La laicidad se apoya sobre dos pilares: La ética; en sí misma la libertad absoluta de conciencia, y el estatus cívico; que define la separación de las Iglesias del Estado.

La laicidad establece estrictamente la diferencia entre dos universos distintos: El interés general y la convicción individual.

Bien entendido lo anterior, se hace indispensable reconocer la existencia de un extraordinario abigarramiento cultural, que no va a dejar de acentuarse con la integración a Europa de pueblos cada vez más diversos.

La cuestión está en saber cómo se podrá administrar esta diversidad, manteniendo el precepto universalista republicano.

A tal efecto hay que resaltar que la duda identitaria, el miedo a perder el alma y la propia identidad, alimentan todas las formas de integrismo étnico, cultural y sobre todo religioso que ven la laicidad, no como una elección de sociedad y condición para una paz social, y sí como un riesgo suplementario de disolución de la misma identidad.

La laicidad es regla de vida en una sociedad democrática.

La laicidad es explícitamente consustancial con la República.

La laicidad impone que al Ser humano le sean dados, sin distinción de clase, de origen o confesión, todos los medios necesarios para que sea él mismo, libre de sus compromisos, responsable de su desarrollo y dueño de su destino.

La reivindicación laica debe hacerse esencialmente allí, donde una Iglesia, como ocurrentemente aquí en España, la católica romana, ha querido imponer su poder totalitario en su estricto sentido, es decir, englobando todos los aspectos de la sociedad civil, política y económica en su favor; definitivamente allí, donde la religión se ha convertido en Poder.

Frente a este Poder, en el transcurso de la historia, se han manifestado veleidades sucesivas de liberación, tanto políticas como espirituales, o las dos a la vez.

Es en la Edad Media y en el seno de la propia Iglesia católica, cuando nacen estos movimientos rápidamente calificados de heréticos y urgentemente sofocados.

Desde los primeros reformadores hasta los filósofos del XVIII, la idea evolucionó, permaneciendo sin embargo asociada a un doble movimiento emancipador: el del pensamiento liberador, poco a poco, de las creencias obligatorias y al de una sociedad reivindicadora de las libertades políticas.

Contra ésto, la Iglesia católica dirigida por un papado aferrado a un poder temporal que no se lo reconocen ni sus textos fundacionales, se ha ido enrocando cada vez más en un rechazo total a cualquier movimiento emancipador.

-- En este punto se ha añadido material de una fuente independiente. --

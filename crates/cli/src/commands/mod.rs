//! Command implementations.

pub mod auth;
pub mod demo;
pub mod session;

use std::path::PathBuf;
use std::sync::Arc;

use apotheca_core::UserRole;
use apotheca_storefront::error::AppError;
use apotheca_storefront::{AuthState, HostedClient, StorefrontConfig};

/// Where the session is kept between invocations when
/// `APOTHECA_SESSION_FILE` is unset.
const DEFAULT_SESSION_FILE: &str = ".apotheca/session.json";

/// Load configuration and build the hosted client.
pub fn connect() -> Result<(StorefrontConfig, Arc<HostedClient>), AppError> {
    let mut config = StorefrontConfig::from_env()?;
    if config.backend.session_file.is_none() {
        config.backend.session_file = Some(PathBuf::from(DEFAULT_SESSION_FILE));
    }

    let client = HostedClient::new(&config.backend)?;
    tracing::debug!(backend = %config.backend.url, "Hosted client ready");
    Ok((config, Arc::new(client)))
}

/// One-line summary of a state snapshot.
pub fn summarize(state: &AuthState) -> String {
    if state.loading {
        return "loading".to_string();
    }
    let Some(identity) = &state.identity else {
        return "signed out".to_string();
    };

    let profile = match &state.profile {
        None => "profile pending".to_string(),
        Some(resolved) => {
            let profile = resolved.profile();
            format!(
                "{} ({}{})",
                profile.role.map_or("no role", UserRole::as_str),
                if profile.is_approved { "approved" } else { "not approved" },
                if resolved.is_fallback() { ", fallback" } else { "" },
            )
        }
    };
    format!("signed in as {} [{}], {profile}", identity.display_email(), identity.id)
}

/// Print a detailed state report.
#[allow(clippy::print_stdout)]
pub fn print_state(state: &AuthState) {
    println!("{}", summarize(state));

    if let Some(session) = &state.session {
        println!("  session expires: {}", session.expires_at.to_rfc3339());
    }
    if let Some(resolved) = &state.profile {
        let profile = resolved.profile();
        if let Some(name) = &profile.full_name {
            println!("  name:            {name}");
        }
        if let Some(business) = &profile.business.business_name {
            println!("  business:        {business}");
        }
        if let Some(reason) = resolved.fallback_reason() {
            println!("  fallback reason: {reason}");
        }
    }
}
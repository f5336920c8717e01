//! Marketplace profile types.

use serde::Serialize;

use apotheca_core::{IdentityId, RoleSet, UserRole};

use super::identity::Identity;

/// Business fields a vendor fills in. All optional; consumers leave them empty.
#[derive(Debug, Clone, Default, PartialEq, Eq, Serialize)]
pub struct BusinessDetails {
    pub business_name: Option<String>,
    pub business_license: Option<String>,
    pub contact_person: Option<String>,
    pub phone: Option<String>,
}

/// A marketplace profile, keyed by the identity it belongs to.
#[derive(Debug, Clone, PartialEq, Eq, Serialize)]
pub struct Profile {
    /// Same ID as the owning identity.
    pub id: IdentityId,
    pub full_name: Option<String>,
    /// `None` when the stored row has no role; such a profile passes no gate.
    pub role: Option<UserRole>,
    #[serde(flatten)]
    pub business: BusinessDetails,
    /// Set by an operator once a vendor's license has been verified.
    pub is_approved: bool,
}

impl Profile {
    /// Synthesize a profile from the identity's sign-up metadata.
    ///
    /// Used whenever the stored record cannot be read. The role falls back
    /// to consumer and approval is always withheld.
    #[must_use]
    pub fn fallback(identity: &Identity) -> Self {
        Self {
            id: identity.id,
            full_name: identity.full_name_hint().map(str::to_owned),
            role: Some(identity.role_hint().unwrap_or_default()),
            business: BusinessDetails::default(),
            is_approved: false,
        }
    }

    /// Whether this profile has a role and it is in `roles`.
    #[must_use]
    pub fn has_role(&self, roles: impl Into<RoleSet>) -> bool {
        let roles = roles.into();
        self.role.is_some_and(|role| roles.contains(role))
    }
}

/// Outcome of resolving an identity's profile.
///
/// Either the stored record, or a synthesized stand-in together with the
/// reason the stored record could not be used.
#[derive(Debug, Clone, PartialEq, Eq, Serialize)]
#[serde(tag = "provenance", rename_all = "snake_case")]
pub enum ResolvedProfile {
    Remote(Profile),
    Fallback { profile: Profile, reason: String },
}

impl ResolvedProfile {
    /// The profile, whatever its provenance.
    #[must_use]
    pub const fn profile(&self) -> &Profile {
        match self {
            Self::Remote(profile) | Self::Fallback { profile, .. } => profile,
        }
    }

    /// Consume into the profile, whatever its provenance.
    #[must_use]
    pub fn into_profile(self) -> Profile {
        match self {
            Self::Remote(profile) | Self::Fallback { profile, .. } => profile,
        }
    }

    /// Whether this is a degraded, synthesized profile.
    #[must_use]
    pub const fn is_fallback(&self) -> bool {
        matches!(self, Self::Fallback { .. })
    }

    /// Why the stored record was not used, for fallbacks.
    #[must_use]
    pub fn fallback_reason(&self) -> Option<&str> {
        match self {
            Self::Remote(_) => None,
            Self::Fallback { reason, .. } => Some(reason),
        }
    }
}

La alianza más que milenaria del Trono y el Altar, hizo inevitable la contestación religiosa a partir del momento en que se desarrollaba la contestación política.

Dentro de este estado de ánimo, los filósofos del XVIII, animados por el espíritu de las Luces, iniciaron un doble asalto ideológico contra las dos formas de absolutismo: el real y el religioso.

La reivindicación de la libertad de pensar y la referencia a la Razón, radicalizaron estos movimientos.

En el siglo XIX, la formación progresiva de la idea republicana, basada en las libertades revolucionarias, el progreso social y la liberación de los espíritus de toda forma de oscurantismo, aportó el último toque a esta evolución.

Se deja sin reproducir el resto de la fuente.